Please write out exactly the lines of the data below from the line holding "let second = Uuid::new_v4();" through the line holding "let items: Vec<Item> = (0..1_000)", and leave out the rest.

[Stored data]
>>>>>

//! Per-household fan-out of encoded feed frames.
//!
//! Every household gets one tokio broadcast channel. Frames are encoded once
//! and shared as `Arc<Vec<u8>>`; each subscriber holds an independent
//! receiver that buffers up to `capacity` frames before it starts lagging.

use std::collections::{HashMap, HashSet};
use std::sync::atomic::{AtomicU64, Ordering};
use std::sync::Arc;

use tokio::sync::{broadcast, RwLock};
use uuid::Uuid;

use crate::protocol::{FeedMessage, ProtocolError};

#[derive(Debug, Clone, Default, PartialEq, Eq)]
pub struct ChannelStats {
    pub frames_published: u64,
    /// Frames subscribers skipped because they fell behind.
    pub frames_lagged: u64,
    pub subscribers: usize,
    /// Frames a subscriber may buffer before lagging.
    pub capacity: usize,
}

/// Counters updated without taking the subscriber lock.
#[derive(Default)]
struct AtomicChannelStats {
    frames_published: AtomicU64,
    frames_lagged: AtomicU64,
    /// Highest change sequence seen by `publish`.
    last_sequence: AtomicU64,
}

pub struct HouseholdChannel {
    sender: broadcast::Sender<Arc<Vec<u8>>>,
    subscribers: RwLock<HashSet<Uuid>>,
    capacity: usize,
    stats: AtomicChannelStats,
}

impl HouseholdChannel {
    pub fn new(capacity: usize) -> Self {
        let (sender, _) = broadcast::channel(capacity);
        Self {
            sender,
            subscribers: RwLock::new(HashSet::new()),
            capacity,
            stats: AtomicChannelStats::default(),
        }
    }

    /// Register a subscriber and return its receiver.
    pub async fn add_subscriber(&self, subscriber_id: Uuid) -> broadcast::Receiver<Arc<Vec<u8>>> {
        self.subscribers.write().await.insert(subscriber_id);
        self.sender.subscribe()
    }

    pub async fn remove_subscriber(&self, subscriber_id: &Uuid) -> bool {
        self.subscribers.write().await.remove(subscriber_id)
    }

    /// Encode and publish a frame. Returns the number of receivers reached.
    pub fn publish(&self, msg: &FeedMessage) -> Result<usize, ProtocolError> {
        let encoded = Arc::new(msg.encode()?);
        self.stats.last_sequence.fetch_max(msg.sequence, Ordering::Relaxed);
        Ok(self.publish_raw(encoded))
    }

    /// Publish an already-encoded frame.
    pub fn publish_raw(&self, encoded: Arc<Vec<u8>>) -> usize {
        let count = self.sender.send(encoded).unwrap_or(0);
        self.stats.frames_published.fetch_add(1, Ordering::Relaxed);
        count
    }

    /// Account for frames a lagging receiver skipped.
    pub fn record_lag(&self, skipped: u64) {
        self.stats.frames_lagged.fetch_add(skipped, Ordering::Relaxed);
    }

    pub fn last_sequence(&self) -> u64 {
        self.stats.last_sequence.load(Ordering::Relaxed)
    }

    pub async fn subscriber_count(&self) -> usize {
        self.subscribers.read().await.len()
    }

    pub async fn stats(&self) -> ChannelStats {
        ChannelStats {
            frames_published: self.stats.frames_published.load(Ordering::Relaxed),
            frames_lagged: self.stats.frames_lagged.load(Ordering::Relaxed),
            subscribers: self.subscriber_count().await,
            capacity: self.capacity,
        }
    }
}

/// Maps household ids to their channels.
pub struct ChannelRegistry {
    channels: RwLock<HashMap<Uuid, Arc<HouseholdChannel>>>,
    default_capacity: usize,
}

impl ChannelRegistry {
    pub fn new(default_capacity: usize) -> Self {
        Self {
            channels: RwLock::new(HashMap::new()),
            default_capacity,
        }
    }

    pub async fn get_or_create(&self, household_id: Uuid) -> Arc<HouseholdChannel> {
        {
            let channels = self.channels.read().await;
            if let Some(channel) = channels.get(&household_id) {
                return channel.clone();
            }
        }

        let mut channels = self.channels.write().await;
        channels
            .entry(household_id)
            .or_insert_with(|| Arc::new(HouseholdChannel::new(self.default_capacity)))
            .clone()
    }

    pub async fn get(&self, household_id: &Uuid) -> Option<Arc<HouseholdChannel>> {
        self.channels.read().await.get(household_id).cloned()
    }

    /// Drop a channel nobody listens to anymore.
    pub async fn remove_if_empty(&self, household_id: &Uuid) -> bool {
        let mut channels = self.channels.write().await;
        if let Some(channel) = channels.get(household_id) {
            if channel.subscriber_count().await == 0 {
                channels.remove(household_id);
                return true;
            }
        }
        false
    }

    pub async fn channel_count(&self) -> usize {
        self.channels.read().await.len()
    }

    pub async fn active_households(&self) -> Vec<Uuid> {
        self.channels.read().await.keys().copied().collect()
    }
}

#[cfg(test)]
mod tests {
    use super::*;
    use crate::protocol::MessageType;

    #[tokio::test]
    async fn test_subscribers_add_remove() {
        let channel = HouseholdChannel::new(16);
        let id = Uuid::new_v4();

        let _rx = channel.add_subscriber(id).await;
        assert_eq!(channel.subscriber_count().await, 1);
        assert!(channel.remove_subscriber(&id).await);
        assert!(!channel.remove_subscriber(&id).await);
        assert_eq!(channel.subscriber_count().await, 0);
    }

    #[tokio::test]
    async fn test_publish_fans_out() {
        let channel = HouseholdChannel::new(16);
        let household = Uuid::new_v4();
        let mut rx1 = channel.add_subscriber(Uuid::new_v4()).await;
        let mut rx2 = channel.add_subscriber(Uuid::new_v4()).await;

        let count = channel.publish(&FeedMessage::ping(household)).unwrap();
        assert_eq!(count, 2);
        assert_eq!(channel.last_sequence(), 0);

        for rx in [&mut rx1, &mut rx2] {
            let frame = rx.recv().await.unwrap();
            let msg = FeedMessage::decode(&frame).unwrap();
            assert_eq!(msg.msg_type, MessageType::Ping);
            assert_eq!(msg.household_id, household);
        }
        assert_eq!(channel.stats().await.frames_published, 1);
    }

    #[tokio::test]
    async fn test_publish_without_subscribers() {
        let channel = HouseholdChannel::new(4);
        assert_eq!(channel.publish_raw(Arc::new(vec![1, 2, 3])), 0);
    }

    #[tokio::test]
    async fn test_lagging_receiver() {
        let channel = HouseholdChannel::new(2);
        let mut rx = channel.add_subscriber(Uuid::new_v4()).await;
        for i in 0..5u8 {
            channel.publish_raw(Arc::new(vec![i]));
        }

        match rx.recv().await {
            Err(broadcast::error::RecvError::Lagged(n)) => channel.record_lag(n),
            other => panic!("expected lag, got {other:?}"),
        }
        let stats = channel.stats().await;
        assert_eq!(stats.frames_lagged, 3);
        assert_eq!(stats.capacity, 2);
    }

    #[tokio::test]
    async fn test_registry_isolates_households() {
        let registry = ChannelRegistry::new(8);
        let a = Uuid::new_v4();
        let b = Uuid::new_v4();

        let ch_a = registry.get_or_create(a).await;
        let ch_b = registry.get_or_create(b).await;
        assert!(!Arc::ptr_eq(&ch_a, &ch_b));
        assert!(Arc::ptr_eq(&ch_a, &registry.get_or_create(a).await));
        assert_eq!(registry.channel_count().await, 2);
        assert_eq!(ch_b.stats().await.capacity, 8);

        let mut rx_b = ch_b.add_subscriber(Uuid::new_v4()).await;
        ch_a.publish(&FeedMessage::ping(a)).unwrap();
        assert!(rx_b.try_recv().is_err());
    }

    #[tokio::test]
    async fn test_registry_remove_if_empty() {
        let registry = ChannelRegistry::new(8);
        let household = Uuid::new_v4();
        let channel = registry.get_or_create(household).await;
        let subscriber = Uuid::new_v4();
        let _rx = channel.add_subscriber(subscriber).await;

        assert!(!registry.remove_if_empty(&household).await);
        channel.remove_subscriber(&subscriber).await;
        assert!(registry.remove_if_empty(&household).await);
        assert!(registry.get(&household).await.is_none());
        assert!(registry.active_households().await.is_empty());
    }
}
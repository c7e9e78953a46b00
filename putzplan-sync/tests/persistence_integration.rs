//! Persistence integration tests.
//!
//! Verifies:
//! - Offline edits and their queue survive a restart (RocksDB)
//! - Retry counters survive a restart
//! - Corrupt or foreign snapshots are discarded, not trusted
//! - Household isolation on disk
//! - Snapshot compression on realistic lists

use std::path::Path;
use std::sync::Arc;

use putzplan_sync::storage::{cache_key, queue_key, snapshot};
use putzplan_sync::{
    Connectivity, DrainOutcome, Item, ItemId, MemoryRemote, MemoryStorage, RocksStorage, Session,
    ShoppingList, SnapshotKind, Storage, StoreConfig, SyncConfig,
};
use tempfile::tempdir;
use uuid::Uuid;

// ─── Helpers ─────────────────────────────────────────────────────────────────

fn open_rocks(path: &Path) -> Arc<RocksStorage> {
    Arc::new(RocksStorage::open(StoreConfig::for_testing(path)).unwrap())
}

async fn open_list(remote: &Arc<MemoryRemote>, storage: Arc<dyn Storage>, session: Session) -> ShoppingList {
    ShoppingList::open(
        SyncConfig::for_testing(),
        session,
        remote.clone(),
        remote.clone(),
        storage,
        Connectivity::new(false),
    )
    .await
}

fn session() -> Session {
    Session {
        user_id: Uuid::new_v4(),
        household_id: Uuid::new_v4(),
    }
}

// ─── Restart Recovery ────────────────────────────────────────────────────────

#[tokio::test]
async fn test_offline_edits_survive_restart() {
    let dir = tempdir().unwrap();
    let db_path = dir.path().join("db");
    let remote = Arc::new(MemoryRemote::new(16));
    let session = session();

    // Phase 1: edit offline, then "crash"
    {
        remote.set_offline(true);
        let list = open_list(&remote, open_rocks(&db_path), session).await;
        assert!(list.load_collection().await.is_err());
        list.create_item("Milk").await.unwrap();
        list.create_item("Bread").await.unwrap();
        list.close().await;
    }

    // Phase 2: restart, still offline data intact
    let list = open_list(&remote, open_rocks(&db_path), session).await;
    let items = list.items().await;
    assert_eq!(items.len(), 2);
    assert!(items.iter().all(|i| i.id.is_temporary()));
    assert_eq!(list.pending_mutations().await.len(), 2);
    assert_eq!(*list.pending_changes().borrow(), 2);

    // Phase 3: network is back
    remote.set_offline(false);
    let report = match list.sync_pending().await {
        DrainOutcome::Completed(report) => report,
        DrainOutcome::Skipped => panic!("drain skipped"),
    };
    assert_eq!(report.applied, 2);
    assert!(report.reconciled);

    let names: Vec<String> = list.unpurchased_items().await.into_iter().map(|i| i.name).collect();
    assert_eq!(names, vec!["Bread", "Milk"]);
    assert!(list.items().await.iter().all(|i| !i.id.is_temporary()));
    assert_eq!(remote.rows(session.household_id).await.len(), 2);
    list.close().await;
}

#[tokio::test]
async fn test_retry_counts_survive_restart() {
    let dir = tempdir().unwrap();
    let db_path = dir.path().join("db");
    let remote = Arc::new(MemoryRemote::new(16));
    let session = session();

    {
        let list = open_list(&remote, open_rocks(&db_path), session).await;
        list.create_item("Milk").await.unwrap();
        remote.fail_next(2);
        list.sync_pending().await;
        list.sync_pending().await;
        list.close().await;
    }

    let list = open_list(&remote, open_rocks(&db_path), session).await;
    let pending = list.pending_mutations().await;
    assert_eq!(pending.len(), 1);
    assert_eq!(pending[0].retries, 2);
    assert_eq!(pending[0].last_error.as_deref(), Some("remote rejected the request: injected failure"));
    list.close().await;
}

// ─── Snapshot Integrity ──────────────────────────────────────────────────────

#[tokio::test]
async fn test_corrupt_snapshot_is_discarded() {
    let dir = tempdir().unwrap();
    let db_path = dir.path().join("db");
    let remote = Arc::new(MemoryRemote::new(16));
    let session = session();

    {
        let storage = open_rocks(&db_path);
        storage.write(&cache_key(session.household_id), b"definitely not a snapshot").unwrap();
        storage.write(&queue_key(session.household_id), &[1, 2, 3]).unwrap();
    }

    let storage = open_rocks(&db_path);
    let list = open_list(&remote, storage.clone(), session).await;
    assert!(list.items().await.is_empty());
    assert!(!list.has_pending_mutations().await);

    // The next mutation rewrites a valid snapshot.
    list.create_item("Milk").await.unwrap();
    let bytes = storage.read(&cache_key(session.household_id)).unwrap().unwrap();
    let items: Vec<Item> = snapshot::decode(SnapshotKind::Cache, session.household_id, &bytes).unwrap();
    assert_eq!(items.len(), 1);
    list.close().await;
}

#[tokio::test]
async fn test_foreign_snapshot_is_not_loaded() {
    let storage = Arc::new(MemoryStorage::new());
    let remote = Arc::new(MemoryRemote::new(16));
    let alice = session();
    let bob = session();

    let list = open_list(&remote, storage.clone(), alice).await;
    list.create_item("Milk").await.unwrap();
    list.close().await;

    // Copy alice's cache under bob's key.
    let bytes = storage.read(&cache_key(alice.household_id)).unwrap().unwrap();
    storage.put_raw(&cache_key(bob.household_id), bytes);

    let list = open_list(&remote, storage, bob).await;
    assert!(list.items().await.is_empty());
    list.close().await;
}

#[tokio::test]
async fn test_households_isolated_on_disk() {
    let dir = tempdir().unwrap();
    let storage = open_rocks(&dir.path().join("db"));
    let remote = Arc::new(MemoryRemote::new(16));
    let first = session();
    let second = Uuid::new_v4();

    let list = open_list(&remote, storage.clone(), first).await;
    list.create_item("Milk").await.unwrap();

    remote.set_offline(true);
    assert!(list.switch_household(second).await.is_err());
    assert!(list.items().await.is_empty());
    list.create_item("Soap").await.unwrap();

    assert!(list.switch_household(first.household_id).await.is_err());
    let items = list.items().await;
    assert_eq!(items.len(), 1);
    assert_eq!(items[0].name, "Milk");
    assert_eq!(list.pending_mutations().await.len(), 1);
    list.close().await;
}

#[tokio::test]
async fn test_persistence_failure_does_not_block_mutations() {
    let storage = Arc::new(MemoryStorage::new());
    let remote = Arc::new(MemoryRemote::new(16));
    let list = open_list(&remote, storage.clone(), session()).await;

    storage.set_fail_writes(true);
    let item = list.create_item("Milk").await.unwrap();
    assert!(list.item(&item.id).await.is_some());
    assert_eq!(list.pending_mutations().await.len(), 1);
    assert_eq!(storage.write_count(), 0);

    storage.set_fail_writes(false);
    list.sync_pending().await;
    assert!(!list.has_pending_mutations().await);
    assert!(storage.write_count() > 0);
    list.close().await;
}

// ─── Compression ─────────────────────────────────────────────────────────────

#[test]
fn test_snapshot_compresses_realistic_list() {
    let household = Uuid::new_v4();
    let items: Vec<Item> = (0..1_000)
        .map(|i| Item::new(ItemId::Canonical(Uuid::new_v4()), household, format!("Grocery item {i}")))
        .collect();

    let raw = bincode::serde::encode_to_vec(&items, bincode::config::standard()).unwrap();
    let encoded = snapshot::encode(SnapshotKind::Cache, household, &items).unwrap();
    assert!(
        encoded.len() < raw.len(),
        "snapshot {} bytes vs raw {} bytes",
        encoded.len(),
        raw.len()
    );

    let decoded: Vec<Item> = snapshot::decode(SnapshotKind::Cache, household, &encoded).unwrap();
    assert_eq!(decoded, items);
}
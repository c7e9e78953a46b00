//! Local cache of a household's shopping list.
//!
//! Holds the last known state of every item (canonical rows plus optimistic
//! temporary rows) and derives the sorted views the UI renders. Every
//! mutating call writes the full snapshot through [`Storage`] before it
//! returns; a failed write is logged and the in-memory state stays
//! authoritative for the rest of the process lifetime.

use std::cmp::Ordering;
use std::sync::Arc;

use uuid::Uuid;

use crate::model::{Item, ItemId};
use crate::storage::{cache_key, snapshot, SnapshotKind, Storage};

/// Ordering for the purchased-items view.
#[derive(Debug, Clone, Copy, PartialEq, Eq, Default)]
pub enum PurchasedOrder {
    /// Most recently purchased first.
    #[default]
    Recency,
    /// Most frequently purchased first, ties by recency.
    Frequency,
}

pub struct LocalCache {
    household_id: Uuid,
    items: Vec<Item>,
    storage: Arc<dyn Storage>,
    key: String,
}

impl LocalCache {
    /// Empty cache for `household_id`. Nothing is written until the first mutation.
    pub fn new(storage: Arc<dyn Storage>, household_id: Uuid) -> Self {
        Self {
            household_id,
            items: Vec::new(),
            key: cache_key(household_id),
            storage,
        }
    }

    /// Restore the cache persisted for `household_id`.
    ///
    /// A missing snapshot yields an empty cache; an unreadable one is logged
    /// and discarded.
    pub fn load(storage: Arc<dyn Storage>, household_id: Uuid) -> Self {
        let mut cache = Self::new(storage, household_id);
        match cache.storage.read(&cache.key) {
            Ok(Some(bytes)) => {
                match snapshot::decode::<Vec<Item>>(SnapshotKind::Cache, household_id, &bytes) {
                    Ok(items) => {
                        log::debug!("Restored {} cached items for {household_id}", items.len());
                        cache.items = items;
                    }
                    Err(e) => log::warn!("Discarding unreadable cache snapshot for {household_id}: {e}"),
                }
            }
            Ok(None) => {}
            Err(e) => log::warn!("Failed to read cache snapshot for {household_id}: {e}"),
        }
        cache
    }

    pub fn household_id(&self) -> Uuid {
        self.household_id
    }

    /// All items in insertion order.
    pub fn items(&self) -> &[Item] {
        &self.items
    }

    pub fn get(&self, id: &ItemId) -> Option<&Item> {
        self.items.iter().find(|item| &item.id == id)
    }

    pub fn contains(&self, id: &ItemId) -> bool {
        self.position(id).is_some()
    }

    pub fn len(&self) -> usize {
        self.items.len()
    }

    pub fn is_empty(&self) -> bool {
        self.items.is_empty()
    }

    /// Unpurchased items: priority first, then by name.
    pub fn unpurchased(&self) -> Vec<Item> {
        let mut items: Vec<Item> = self.items.iter().filter(|i| !i.purchased).cloned().collect();
        items.sort_by(|a, b| b.priority.cmp(&a.priority).then_with(|| compare_names(a, b)));
        items
    }

    /// Purchased items in the requested order.
    pub fn purchased(&self, order: PurchasedOrder) -> Vec<Item> {
        let mut items: Vec<Item> = self.items.iter().filter(|i| i.purchased).cloned().collect();
        match order {
            PurchasedOrder::Recency => items.sort_by(compare_recency),
            PurchasedOrder::Frequency => items.sort_by(|a, b| {
                b.purchase_count
                    .cmp(&a.purchase_count)
                    .then_with(|| compare_recency(a, b))
            }),
        }
        items
    }

    /// Insert or replace by id. Returns `true` if the item was new.
    pub fn apply(&mut self, item: Item) -> bool {
        let inserted = match self.position(&item.id) {
            Some(index) => {
                self.items[index] = item;
                false
            }
            None => {
                self.items.push(item);
                true
            }
        };
        self.persist();
        inserted
    }

    /// Insert only if no item with the same id exists.
    pub fn insert_if_absent(&mut self, item: Item) -> bool {
        if self.contains(&item.id) {
            return false;
        }
        self.apply(item)
    }

    pub fn remove(&mut self, id: &ItemId) -> Option<Item> {
        let index = self.position(id)?;
        let removed = self.items.remove(index);
        self.persist();
        Some(removed)
    }

    /// Replace the whole list (reconciliation after a reload).
    pub fn replace_all(&mut self, items: Vec<Item>) {
        self.items = items;
        self.persist();
    }

    /// Swap an optimistic row for its confirmed canonical row.
    ///
    /// Keeps the temporary row's position. If the canonical row already
    /// arrived (e.g. through realtime), the temporary row is dropped and the
    /// canonical row is refreshed in place instead.
    pub fn retire_temporary(&mut self, temp_id: &ItemId, confirmed: Item) {
        let temp_pos = self.position(temp_id);
        let canonical_pos = self.position(&confirmed.id);
        match (temp_pos, canonical_pos) {
            (Some(t), None) => self.items[t] = confirmed,
            (Some(t), Some(c)) => {
                self.items[c] = confirmed;
                self.items.remove(t);
            }
            (None, Some(c)) => self.items[c] = confirmed,
            (None, None) => self.items.push(confirmed),
        }
        self.persist();
    }

    fn position(&self, id: &ItemId) -> Option<usize> {
        self.items.iter().position(|item| &item.id == id)
    }

    fn persist(&self) {
        let result = snapshot::encode(SnapshotKind::Cache, self.household_id, &self.items)
            .and_then(|bytes| self.storage.write(&self.key, &bytes));
        if let Err(e) = result {
            log::warn!("Failed to persist cache for {}: {e}", self.household_id);
        }
    }
}

fn compare_names(a: &Item, b: &Item) -> Ordering {
    a.name
        .to_lowercase()
        .cmp(&b.name.to_lowercase())
        .then_with(|| a.name.cmp(&b.name))
}

/// Newest purchase first; never-purchased rows last.
fn compare_recency(a: &Item, b: &Item) -> Ordering {
    match (a.last_purchased_at, b.last_purchased_at) {
        (Some(x), Some(y)) => y.cmp(&x),
        (Some(_), None) => Ordering::Less,
        (None, Some(_)) => Ordering::Greater,
        (None, None) => Ordering::Equal,
    }
    .then_with(|| compare_names(a, b))
}

#[cfg(test)]
mod tests {
    use super::*;
    use crate::storage::MemoryStorage;
    use chrono::{Duration, Utc};

    fn cache() -> (Arc<MemoryStorage>, LocalCache) {
        let storage = Arc::new(MemoryStorage::new());
        let cache = LocalCache::new(storage.clone(), Uuid::new_v4());
        (storage, cache)
    }

    fn item(cache: &LocalCache, name: &str, priority: bool) -> Item {
        let mut item = Item::new(ItemId::Canonical(Uuid::new_v4()), cache.household_id(), name);
        item.priority = priority;
        item
    }

    #[test]
    fn test_unpurchased_sort_priority_then_name() {
        let (_, mut cache) = cache();
        let a = item(&cache, "Milk", false);
        let b = item(&cache, "Zest", true);
        let c = item(&cache, "Bread", false);
        cache.apply(a.clone());
        cache.apply(b.clone());
        cache.apply(c.clone());

        let ids: Vec<ItemId> = cache.unpurchased().into_iter().map(|i| i.id).collect();
        assert_eq!(ids, vec![b.id, c.id, a.id]);
    }

    #[test]
    fn test_unpurchased_sort_ignores_case() {
        let (_, mut cache) = cache();
        let lower = item(&cache, "apples", false);
        let upper = item(&cache, "Bananas", false);
        cache.apply(upper.clone());
        cache.apply(lower.clone());

        let names: Vec<String> = cache.unpurchased().into_iter().map(|i| i.name).collect();
        assert_eq!(names, vec!["apples", "Bananas"]);
    }

    #[test]
    fn test_purchased_orders() {
        let (_, mut cache) = cache();
        let now = Utc::now();

        let mut old_frequent = item(&cache, "Coffee", false);
        old_frequent.purchased = true;
        old_frequent.purchase_count = 9;
        old_frequent.last_purchased_at = Some(now - Duration::days(3));

        let mut recent_rare = item(&cache, "Basil", false);
        recent_rare.purchased = true;
        recent_rare.purchase_count = 1;
        recent_rare.last_purchased_at = Some(now);

        let mut unstamped = item(&cache, "Salt", false);
        unstamped.purchased = true;

        cache.apply(unstamped.clone());
        cache.apply(old_frequent.clone());
        cache.apply(recent_rare.clone());
        cache.apply(item(&cache, "Eggs", false));

        let by_recency: Vec<String> = cache
            .purchased(PurchasedOrder::Recency)
            .into_iter()
            .map(|i| i.name)
            .collect();
        assert_eq!(by_recency, vec!["Basil", "Coffee", "Salt"]);

        let by_frequency: Vec<String> = cache
            .purchased(PurchasedOrder::Frequency)
            .into_iter()
            .map(|i| i.name)
            .collect();
        assert_eq!(by_frequency, vec!["Coffee", "Basil", "Salt"]);
    }

    #[test]
    fn test_apply_replaces_by_id() {
        let (_, mut cache) = cache();
        let mut milk = item(&cache, "Milk", false);
        assert!(cache.apply(milk.clone()));

        milk.priority = true;
        assert!(!cache.apply(milk.clone()));
        assert_eq!(cache.len(), 1);
        assert!(cache.get(&milk.id).unwrap().priority);
    }

    #[test]
    fn test_insert_if_absent() {
        let (_, mut cache) = cache();
        let milk = item(&cache, "Milk", false);
        assert!(cache.insert_if_absent(milk.clone()));

        let mut changed = milk.clone();
        changed.name = "Oat milk".into();
        assert!(!cache.insert_if_absent(changed));
        assert_eq!(cache.get(&milk.id).unwrap().name, "Milk");
    }

    #[test]
    fn test_remove() {
        let (_, mut cache) = cache();
        let milk = item(&cache, "Milk", false);
        cache.apply(milk.clone());
        assert_eq!(cache.remove(&milk.id).map(|i| i.name), Some("Milk".to_string()));
        assert!(cache.remove(&milk.id).is_none());
        assert!(cache.is_empty());
    }

    #[test]
    fn test_retire_temporary_keeps_position() {
        let (_, mut cache) = cache();
        let temp = Item::new(ItemId::new_temporary(), cache.household_id(), "Milk");
        let other = item(&cache, "Bread", false);
        cache.apply(temp.clone());
        cache.apply(other.clone());

        let mut confirmed = temp.clone();
        confirmed.id = ItemId::Canonical(Uuid::new_v4());
        cache.retire_temporary(&temp.id, confirmed.clone());

        assert_eq!(cache.len(), 2);
        assert_eq!(cache.items()[0].id, confirmed.id);
        assert!(!cache.contains(&temp.id));
    }

    #[test]
    fn test_retire_temporary_after_realtime_insert() {
        let (_, mut cache) = cache();
        let temp = Item::new(ItemId::new_temporary(), cache.household_id(), "Milk");
        cache.apply(temp.clone());

        // Realtime delivered the canonical row before the create confirmed.
        let mut canonical = temp.clone();
        canonical.id = ItemId::Canonical(Uuid::new_v4());
        cache.apply(canonical.clone());
        assert_eq!(cache.len(), 2);

        cache.retire_temporary(&temp.id, canonical.clone());
        assert_eq!(cache.len(), 1);
        assert_eq!(cache.items()[0].id, canonical.id);
    }

    #[test]
    fn test_every_mutation_persists() {
        let (storage, mut cache) = cache();
        let milk = item(&cache, "Milk", false);

        cache.apply(milk.clone());
        cache.remove(&milk.id);
        cache.replace_all(vec![milk]);
        assert_eq!(storage.write_count(), 3);
    }

    #[test]
    fn test_load_restores_snapshot() {
        let (storage, mut cache) = cache();
        let household = cache.household_id();
        let milk = item(&cache, "Milk", true);
        cache.apply(milk.clone());

        let restored = LocalCache::load(storage, household);
        assert_eq!(restored.items(), &[milk]);
    }

    #[test]
    fn test_load_discards_corrupt_snapshot() {
        let storage = Arc::new(MemoryStorage::new());
        let household = Uuid::new_v4();
        storage.put_raw(&cache_key(household), vec![1, 2, 3]);

        let cache = LocalCache::load(storage, household);
        assert!(cache.is_empty());
    }

    #[test]
    fn test_persistence_failure_keeps_memory_state() {
        let (storage, mut cache) = cache();
        storage.set_fail_writes(true);

        let milk = item(&cache, "Milk", false);
        cache.apply(milk.clone());
        assert!(cache.contains(&milk.id));
        assert_eq!(storage.write_count(), 0);
    }
}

<<<<<

Written solution:
    let second = Uuid::new_v4();

    let list = open_list(&remote, storage.clone(), first).await;
    list.create_item("Milk").await.unwrap();

    remote.set_offline(true);
    assert!(list.switch_household(second).await.is_err());
    assert!(list.items().await.is_empty());
    list.create_item("Soap").await.unwrap();

    assert!(list.switch_household(first.household_id).await.is_err());
    let items = list.items().await;
    assert_eq!(items.len(), 1);
    assert_eq!(items[0].name, "Milk");
    assert_eq!(list.pending_mutations().await.len(), 1);
    list.close().await;
}

#[tokio::test]
async fn test_persistence_failure_does_not_block_mutations() {
    let storage = Arc::new(MemoryStorage::new());
    let remote = Arc::new(MemoryRemote::new(16));
    let list = open_list(&remote, storage.clone(), session()).await;

    storage.set_fail_writes(true);
    let item = list.create_item("Milk").await.unwrap();
    assert!(list.item(&item.id).await.is_some());
    assert_eq!(list.pending_mutations().await.len(), 1);
    assert_eq!(storage.write_count(), 0);

    storage.set_fail_writes(false);
    list.sync_pending().await;
    assert!(!list.has_pending_mutations().await);
    assert!(storage.write_count() > 0);
    list.close().await;
}

// ─── Compression ─────────────────────────────────────────────────────────────

#[test]
fn test_snapshot_compresses_realistic_list() {
    let household = Uuid::new_v4();
    let items: Vec<Item> = (0..1_000)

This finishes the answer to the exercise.